Além disso, a responsabilidade do processo é atraente para os fornecedores, porque os processos são relativamente fáceis de controlar internamente, sem a necessidade de coordenação ou integração com outros departamentos ou entidades fornecedoras. As unidades organizacionais existentes na prestação de serviços de saúde, que são predominantemente departamentais ou baseadas em intervenções, podem medir prontamente seus processos. Os resultados, ao contrário, são afetados por várias unidades, com atribuição muitas vezes difícil na atual estrutura de entrega em silos. O que é medido hoje, portanto, reflete a estrutura organizacional atual e as práticas de cobrança.

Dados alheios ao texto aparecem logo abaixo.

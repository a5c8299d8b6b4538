//! Neo CLI binary.

use anyhow::Result;
use neo_cli::cli::Cli;
use tracing_subscriber::EnvFilter;

/// Main entry point for the neo CLI.
fn main() -> Result<()> {
    // Controlled via RUST_LOG, e.g. RUST_LOG=neo=debug,neo_core=trace
    tracing_subscriber::fmt()
        .with_env_filter(
            EnvFilter::try_from_default_env()
                .unwrap_or_else(|_| EnvFilter::new("neo=info,neo_cli=info,neo_core=info")),
        )
        .with_target(false)
        .with_writer(std::io::stderr)
        .init();

    tracing::debug!("Starting neo CLI");

    let cli = Cli::parse_args();
    cli.execute()?;

    tracing::debug!("Neo CLI completed successfully");
    Ok(())
}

Por que a medição de processos sozinha é inadequada e, às vezes, até contraproducente? Protocolos, diretrizes e padrões de prática são apenas preditores parciais dos resultados. Eles são invariavelmente incompletos e omitem influências importantes no resultado e na eficiência do atendimento. As diretrizes também falham em cobrir todo o ciclo do atendimento e não são totalmente adaptadas às circunstâncias individuais do paciente. Os processos padronizados não garantem resultados padronizados, pois os fornecedores que seguem diretrizes idênticas alcançam resultados diferentes.

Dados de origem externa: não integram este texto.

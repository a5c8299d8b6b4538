//! Error types for neo-core operations.

use std::io;
use thiserror::Error;

/// The error type for neo-core operations.
#[derive(Debug, Error)]
pub enum Error {
    /// IO error occurred while reading a data file.
    #[error("IO error: {0}")]
    Io(#[from] io::Error),

    /// CSV decoding error.
    #[error("CSV error: {0}")]
    Csv(#[from] csv::Error),

    /// JSON parsing error.
    #[error("JSON error: {0}")]
    Json(#[from] serde_json::Error),

    /// A data row could not be turned into a record.
    #[error("Invalid record at row {row}: {message}")]
    InvalidRecord {
        /// 1-based data row (header excluded).
        row: usize,
        /// What was wrong with it.
        message: String,
    },

    /// A required column is missing from a data file.
    #[error("Missing column: {0}")]
    MissingColumn(&'static str),

    /// No extraction rule exists for the named attribute.
    #[error("Unsupported criterion: {0}")]
    UnsupportedCriterion(String),

    /// A criterion expression could not be parsed.
    #[error("Invalid criterion: {0}")]
    InvalidCriterion(String),

    /// A NEO attribute was requested on an approach without a linked NEO.
    #[error("Close approach of '{designation}' is not linked to a NEO")]
    UnlinkedApproach {
        /// Designation carried by the approach.
        designation: String,
    },

    /// The comparator is undefined for the extracted and reference values.
    #[error("Values of attribute '{attribute}' are not comparable")]
    Incomparable {
        /// Attribute being compared.
        attribute: &'static str,
    },
}

/// A specialized Result type for neo-core operations.
pub type Result<T> = std::result::Result<T, Error>;
//! Color and styling helpers for CLI output.
//!
//! Semantic Color Theme:
//!   - Error/Hazard:   red     (hazardous objects, failures)
//!   - Success/Safe:   green   (non-hazardous objects)
//!   - Warning:        yellow  (empty results, unknown values)
//!   - Info/Reference: cyan    (designations and names)
//!   - Muted:          dimmed  (units)

use colored::{Color, Colorize};

use super::OutputConfig;

fn paint(text: &str, color: Color, config: &OutputConfig) -> String {
    if config.use_colors {
        text.color(color).to_string()
    } else {
        text.to_string()
    }
}

/// Green, for safe objects.
pub(crate) fn success(text: &str, config: &OutputConfig) -> String {
    paint(text, Color::Green, config)
}

/// Red, for hazardous objects.
pub(crate) fn error(text: &str, config: &OutputConfig) -> String {
    paint(text, Color::Red, config)
}

/// Yellow, for empty results and unknown values.
pub(crate) fn warning(text: &str, config: &OutputConfig) -> String {
    paint(text, Color::Yellow, config)
}

/// Cyan, for designations and names.
pub(crate) fn info(text: &str, config: &OutputConfig) -> String {
    paint(text, Color::Cyan, config)
}

/// Dim a unit or other secondary text.
pub(crate) fn dimmed(text: &str, config: &OutputConfig) -> String {
    if config.use_colors {
        text.dimmed().to_string()
    } else {
        text.to_string()
    }
}

/// Describe the hazard flag, red when hazardous.
pub(crate) fn colorize_hazard(hazardous: bool, config: &OutputConfig) -> String {
    if hazardous {
        error("is", config)
    } else {
        success("is not", config)
    }
}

Basear a medição exclusivamente na adesão às diretrizes também corre o risco de desacelerar a inovação e promover apenas melhorias incrementais.

 

REFERÊNCIAS BIBLIOGRÁFICAS:

  • Birkmeyer JD, Kerr EA, Dimick JB. Appendix F commissioned paper: Improving the quality of quality measurement. Performance Measurement. Washington, DC: National Academies Press; 2006:77-203. 17.
  • Krumholz HM, Normand SL, Spertus JA, Shahian DM, Bradley EH. Measuring performance for treating heart attacks and heart failure: the case for outcomes measurement. Health Affairs (Millwood). 2007;26(1):75-85.
  • Porter ME. What is value in health care? N Engl J Med 2010; 363:2477-81.